> **Brief**: Spot each line in the data below containing "EventKind" and copy it.

(Items listed in a dataset)
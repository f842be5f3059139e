//! # Example: health
//!
//! Background services registering probe sensors, a checker ticking over the global
//! registry, and the built-in [`LogWriter`] printing lifecycle events.
//!
//! ## Run
//! ```bash
//! cargo run --example health --features logging
//! ```

use std::sync::Arc;
use std::time::Duration;

use nodevisor::probe::{self, Mode, SensorFn};
use nodevisor::{LogWriter, Node, RunnerFn, RunnerRef, Subscribe, Supervisor, SupervisorConfig, tick};
use tokio_util::sync::CancellationToken;

fn service(sensor: &'static str, mode: Mode) -> RunnerRef {
    RunnerFn::arc(move |_ctx: CancellationToken, node: Node| async move {
        node.parallel();

        probe::register([SensorFn::arc(sensor, mode, |_ctx: CancellationToken| async {
            Ok(())
        })]);

        let release = CancellationToken::new();
        let trigger = release.clone();
        node.on().stop(move || {
            trigger.cancel();
            Ok(())
        });

        release.cancelled().await;
        Ok(())
    })
}

fn main() -> anyhow::Result<()> {
    tracing_subscriber::fmt()
        .with_env_filter(tracing_subscriber::EnvFilter::from_default_env())
        .init();

    let subs: Vec<Arc<dyn Subscribe>> = vec![Arc::new(LogWriter::new())];
    let sup = Supervisor::builder(SupervisorConfig::default())
        .with_subscribers(subs)
        .with_finalizer(|| {
            println!("sensors registered: {}", probe::global().len());
            Ok(())
        })
        .build();

    let app = RunnerFn::arc(|ctx: CancellationToken, node: Node| async move {
        node.run(
            &ctx,
            [
                service("sensor1", Mode::ALL),
                service("sensor2", Mode::STARTUP_LIVENESS),
            ],
        )
        .await;

        tick::linear(&ctx, &node, Duration::from_secs(2), |ctx, _t| async move {
            for mode in ["startup", "readiness", "liveness"] {
                let Ok(mode) = mode.parse::<Mode>() else {
                    continue;
                };
                match probe::report(&ctx, probe::global(), mode).await {
                    Ok(r) => println!("[{mode}] healthy={} {}", r.healthy, r.body),
                    Err(err) => println!("[{mode}] {err}"),
                }
            }
            Ok(())
        })
        .await;
        Ok(())
    });

    let runtime = tokio::runtime::Runtime::new()?;
    let status = runtime.block_on(sup.run("health", app));
    std::process::exit(sup.config().exit_code(status))
}
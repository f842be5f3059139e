//! # Event subscriber trait.
//!
//! Provides [`Subscribe`] an extension point for plugging custom event handlers into the
//! supervisor.
//!
//! Each subscriber gets:
//! - **Dedicated worker task** (runs independently)
//! - **Per-subscriber bounded queue** (capacity via [`Subscribe::queue_capacity`])
//! - **Panic isolation** (panics are caught and reported as `EventKind::SubscriberPanicked`)
//!
//! ## Example
//! ```rust
//! use async_trait::async_trait;
//! use nodevisor::{Event, EventKind, Subscribe};
//!
//! struct FaultCounter;
//!
//! #[async_trait]
//! impl Subscribe for FaultCounter {
//!     async fn on_event(&self, ev: &Event) {
//!         if matches!(ev.kind, EventKind::NodeFaulted) {
//!             // export a metric, etc.
//!         }
//!     }
//!
//!     fn name(&self) -> &'static str { "fault-counter" }
//! }
//! ```

use async_trait::async_trait;

use crate::events::Event;

/// Lifecycle event subscriber.
///
/// ### Implementation requirements
/// - Use async I/O; avoid blocking the executor.
/// - Handle errors internally; do not panic.
/// - Slow processing affects only this subscriber's queue.
#[async_trait]
pub trait Subscribe: Send + Sync + 'static {
    /// Processes a single event.
    ///
    /// Called from a dedicated worker task, in FIFO order per subscriber.
    async fn on_event(&self, event: &Event);

    /// Returns the subscriber name used in logs and overflow/panic events.
    fn name(&self) -> &'static str {
        std::any::type_name::<Self>()
    }

    /// Returns the preferred queue capacity for this subscriber (clamped to at least 1).
    ///
    /// Default: 1024.
    fn queue_capacity(&self) -> usize {
        1024
    }
}
//! # Per-node stop/done hook lists.
//!
//! [`Hooks`] holds two independent, append-only callback lists:
//! - **stop** hooks run during the teardown cascade, after the node's subtree is stopped;
//! - **done** hooks run once, right after the runner body returns or faults.
//!
//! Both lists execute last-registered-first (scoped-cleanup order). A hook that returns
//! `Err` or panics is reported as a [`CleanupFault`](crate::CleanupFault); the remaining
//! hooks still run.
//!
//! ## Example
//! ```text
//! on().stop(a); on().stop(b); on().done(c)
//!
//! teardown:  b → a
//! finish:    c
//! ```

use std::sync::{Arc, PoisonError, RwLock};

use crate::error::{BoxError, HookKind};

/// Callback stored in a hook list.
pub type HookFn = Arc<dyn Fn() -> Result<(), BoxError> + Send + Sync>;

/// Stop and done hook lists of one node, returned by [`Node::on`](crate::Node::on).
#[derive(Default)]
pub struct Hooks {
    stop: RwLock<Vec<HookFn>>,
    done: RwLock<Vec<HookFn>>,
}

impl Hooks {
    /// Registers a hook to run when the node is torn down.
    ///
    /// A stop hook is where a background runner's blocking condition is released.
    pub fn stop<F>(&self, f: F) -> &Self
    where
        F: Fn() -> Result<(), BoxError> + Send + Sync + 'static,
    {
        self.add(HookKind::Stop, Arc::new(f));
        self
    }

    /// Registers a hook to run once the runner body has returned or faulted.
    pub fn done<F>(&self, f: F) -> &Self
    where
        F: Fn() -> Result<(), BoxError> + Send + Sync + 'static,
    {
        self.add(HookKind::Done, Arc::new(f));
        self
    }

    /// Registers several stop hooks at once, as if by calling [`Hooks::stop`] for each in order.
    pub fn stop_all<I>(&self, hooks: I) -> &Self
    where
        I: IntoIterator<Item = HookFn>,
    {
        self.extend(HookKind::Stop, hooks);
        self
    }

    /// Registers several done hooks at once, as if by calling [`Hooks::done`] for each in order.
    pub fn done_all<I>(&self, hooks: I) -> &Self
    where
        I: IntoIterator<Item = HookFn>,
    {
        self.extend(HookKind::Done, hooks);
        self
    }

    fn list(&self, kind: HookKind) -> &RwLock<Vec<HookFn>> {
        match kind {
            HookKind::Stop => &self.stop,
            HookKind::Done => &self.done,
        }
    }

    fn add(&self, kind: HookKind, hook: HookFn) {
        self.list(kind)
            .write()
            .unwrap_or_else(PoisonError::into_inner)
            .push(hook);
    }

    fn extend<I>(&self, kind: HookKind, hooks: I)
    where
        I: IntoIterator<Item = HookFn>,
    {
        self.list(kind)
            .write()
            .unwrap_or_else(PoisonError::into_inner)
            .extend(hooks);
    }

    /// Returns the hooks of `kind` in execution order (last registered first).
    pub(crate) fn ordered(&self, kind: HookKind) -> Vec<HookFn> {
        let list = self.list(kind).read().unwrap_or_else(PoisonError::into_inner);
        list.iter().rev().cloned().collect()
    }

    /// Number of registered hooks of `kind`.
    pub fn len(&self, kind: HookKind) -> usize {
        self.list(kind)
            .read()
            .unwrap_or_else(PoisonError::into_inner)
            .len()
    }
}

#[cfg(test)]
mod tests {
    use super::*;
    use std::sync::Mutex;

    #[test]
    fn lists_are_independent_and_reversed() {
        let hooks = Hooks::default();
        let journal = Arc::new(Mutex::new(Vec::new()));

        for tag in ["s1", "s2", "s3"] {
            let j = Arc::clone(&journal);
            hooks.stop(move || {
                j.lock().unwrap().push(tag);
                Ok(())
            });
        }
        let j = Arc::clone(&journal);
        hooks.done(move || {
            j.lock().unwrap().push("d1");
            Ok(())
        });

        assert_eq!(hooks.len(HookKind::Stop), 3);
        assert_eq!(hooks.len(HookKind::Done), 1);

        for hook in hooks.ordered(HookKind::Stop) {
            hook().unwrap();
        }
        assert_eq!(*journal.lock().unwrap(), vec!["s3", "s2", "s1"]);

        for hook in hooks.ordered(HookKind::Done) {
            hook().unwrap();
        }
        assert_eq!(journal.lock().unwrap().last(), Some(&"d1"));
    }

    #[test]
    fn registration_chains() {
        let hooks = Hooks::default();
        hooks.stop(|| Ok(())).done(|| Ok(())).stop(|| Err("x".into()));
        assert_eq!(hooks.len(HookKind::Stop), 2);
        assert_eq!(hooks.len(HookKind::Done), 1);
    }

    #[test]
    fn batch_registration_keeps_argument_order() {
        let hooks = Hooks::default();
        let journal = Arc::new(Mutex::new(Vec::new()));
        let hook = |tag: &'static str| -> HookFn {
            let j = Arc::clone(&journal);
            Arc::new(move || {
                j.lock().unwrap().push(tag);
                Ok(())
            })
        };

        hooks
            .stop(|| Ok(()))
            .stop_all([hook("a"), hook("b")])
            .done_all(vec![hook("c")]);
        assert_eq!(hooks.len(HookKind::Stop), 3);
        assert_eq!(hooks.len(HookKind::Done), 1);

        for h in hooks.ordered(HookKind::Stop).into_iter().take(2) {
            h().unwrap();
        }
        assert_eq!(*journal.lock().unwrap(), vec!["b", "a"]);
    }
}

> **Result of the task**:
//! - **Panic isolation** (panics are caught and reported as `EventKind::SubscriberPanicked`)
//! use nodevisor::{Event, EventKind, Subscribe};
//!         if matches!(ev.kind, EventKind::NodeFaulted) {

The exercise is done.